Ability to forego instant rewards boosts future earnings

Sacrificing smaller, instant benefits for the prospect of larger future rewards

office-learning-skill-job Children with greater self-control were more likely to have higher salaries later in life.

The ability to delay gratification—sacrificing smaller, instant benefits for the prospect of larger future rewards—is among the most important factors predicting higher income, say scientists who used artificial intelligence to rank determinants of affluence.

The researchers from Temple University in the US found that education and occupation were the best predictors.

However, ability to delay instant gratification beat factors like age, race, ethnicity and height.

Published in Frontiers in Psychology, the study suggests that interventions to improve this "delay discounting" could have literal payoffs in terms of higher income attainment.

Many factors are related to how much money a person will earn, including age, occupation, education, gender, ethnicity and even height. Behavioral variables are also implicated, such as one relating to the famous "marshmallow test."

This study of delay discounting, or how much a person discounts the value of future rewards compared to immediate ones, showed children with greater self-control were more likely to have higher salaries later in life.
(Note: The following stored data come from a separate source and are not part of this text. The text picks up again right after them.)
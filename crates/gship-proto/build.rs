fn main() -> Result<(), Box<dyn std::error::Error>> {
    if std::env::var_os("PROTOC").is_none() {
        std::env::set_var("PROTOC", protoc_bin_vendored::protoc_bin_path()?);
    }
    tonic_build::configure()
        .build_client(true)
        .build_server(true)
        .compile_protos(
            &[
                "proto/gship/control/v1/control.proto",
                "proto/gship/logs/v1/logs.proto",
            ],
            &["proto"],
        )?;
    Ok(())
}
Traditional ways of analysing data have been unable to indicate which of these factors are more important than others.

"All sorts of things predict income. We knew that this behavioural variable, delay discounting, was also predictive—but we were really curious how it would stack up against more common-sense predictors like education and age," said William Hampton, lead author of the research.

"Using machine learning, our study was the first to create a validated rank ordering of age, occupation, education, geographic location, gender, race, ethnicity, height, age and delay discounting in income prediction," said Hampton, who is now at the University of St Gallen in Switzerland.

Traditional methods used by psychologists—such as correlations and regression—haven't allowed for a simultaneous comparison of different factors relating to an individual's affluence.

This study collected a large amount of data—from more than 2,500 diverse participants—and split them into a training set and a test set.

The test set was put aside while the training set produced model results. The researchers then went back to the test set to test the accuracy of their findings.

The models indicated that occupation and education were the best predictors of high income, followed by location and gender—with males earning more than females. Delay discounting was the next most-important factor, being more predictive than age, race, ethnicity or height.

"This was amazing because it allowed us to check our findings and replicate them, giving us much greater confidence that they were accurate," said Hampton.

"This is particularly important given the recent wave of findings across science that do not seem to replicate. Using this machine learning approach could lead to more research that replicates—and we hope this spurs the use of more sophisticated analytic approaches in general," he said.